*Work to complete*: Retype all of the data that follows, line for line.

** Opening Data provided block **

// crates/netcheck-core/src/core/value.rs
// ============================================================================
// Module: Netcheck Value Lookup
// Description: Dotted-path traversal over untrusted JSON device output.
// Purpose: Provide the uniform nested-mapping walk used by every check.
// Dependencies: serde_json
// ============================================================================

//! ## Overview
//! Device output is a nested JSON mapping of unknown shape. Lookup walks a
//! dot-separated key path, indexing objects by key and arrays by decimal
//! position, and returns `None` on any missing or mismatched segment so
//! callers decide between failure and error semantics.

// ============================================================================
// SECTION: Imports
// ============================================================================

use serde_json::Value;

// ============================================================================
// SECTION: Lookup
// ============================================================================

/// Resolves a dot-separated key path inside a JSON value.
///
/// Object segments index by key; array segments index by decimal position.
/// Returns `None` when any segment is absent or the shape does not match.
#[must_use]
pub fn get_value<'a>(value: &'a Value, path: &str) -> Option<&'a Value> {
    let mut current = value;
    for segment in path.split('.') {
        current = match current {
            Value::Object(map) => map.get(segment)?,
            Value::Array(items) => items.get(segment.parse::<usize>().ok()?)?,
            _ => return None,
        };
    }
    Some(current)
}

/// Resolves a path to a string slice.
#[must_use]
pub fn get_str<'a>(value: &'a Value, path: &str) -> Option<&'a str> {
    get_value(value, path).and_then(Value::as_str)
}

/// Resolves a path to an unsigned integer.
#[must_use]
pub fn get_u64(value: &Value, path: &str) -> Option<u64> {
    get_value(value, path).and_then(Value::as_u64)
}

/// Resolves a path to a floating-point number.
#[must_use]
pub fn get_f64(value: &Value, path: &str) -> Option<f64> {
    get_value(value, path).and_then(Value::as_f64)
}

/// Resolves a path to a boolean.
#[must_use]
pub fn get_bool(value: &Value, path: &str) -> Option<bool> {
    get_value(value, path).and_then(Value::as_bool)
}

** Closing Data provided block **

*Response to the task*:
// crates/netcheck-core/src/core/value.rs
// ============================================================================
// Module: Netcheck Value Lookup
// Description: Dotted-path traversal over untrusted JSON device output.
// Purpose: Provide the uniform nested-mapping walk used by every check.
// Dependencies: serde_json
// ============================================================================

//! ## Overview
//! Device output is a nested JSON mapping of unknown shape. Lookup walks a
//! dot-separated key path, indexing objects by key and arrays by decimal
//! position, and returns `None` on any missing or mismatched segment so
//! callers decide between failure and error semantics.

// ============================================================================
// SECTION: Imports
// ============================================================================

use serde_json::Value;

// ============================================================================
// SECTION: Lookup
// ============================================================================

/// Resolves a dot-separated key path inside a JSON value.
///
/// Object segments index by key; array segments index by decimal position.
/// Returns `None` when any segment is absent or the shape does not match.
#[must_use]
pub fn get_value<'a>(value: &'a Value, path: &str) -> Option<&'a Value> {
    let mut current = value;
    for segment in path.split('.') {
        current = match current {
            Value::Object(map) => map.get(segment)?,
            Value::Array(items) => items.get(segment.parse::<usize>().ok()?)?,
            _ => return None,
        };
    }
    Some(current)
}

/// Resolves a path to a string slice.
#[must_use]
pub fn get_str<'a>(value: &'a Value, path: &str) -> Option<&'a str> {
    get_value(value, path).and_then(Value::as_str)
}

/// Resolves a path to an unsigned integer.
#[must_use]
pub fn get_u64(value: &Value, path: &str) -> Option<u64> {
    get_value(value, path).and_then(Value::as_u64)
}

/// Resolves a path to a floating-point number.
#[must_use]
pub fn get_f64(value: &Value, path: &str) -> Option<f64> {
    get_value(value, path).and_then(Value::as_f64)
}

/// Resolves a path to a boolean.
#[must_use]
pub fn get_bool(value: &Value, path: &str) -> Option<bool> {
    get_value(value, path).and_then(Value::as_bool)
}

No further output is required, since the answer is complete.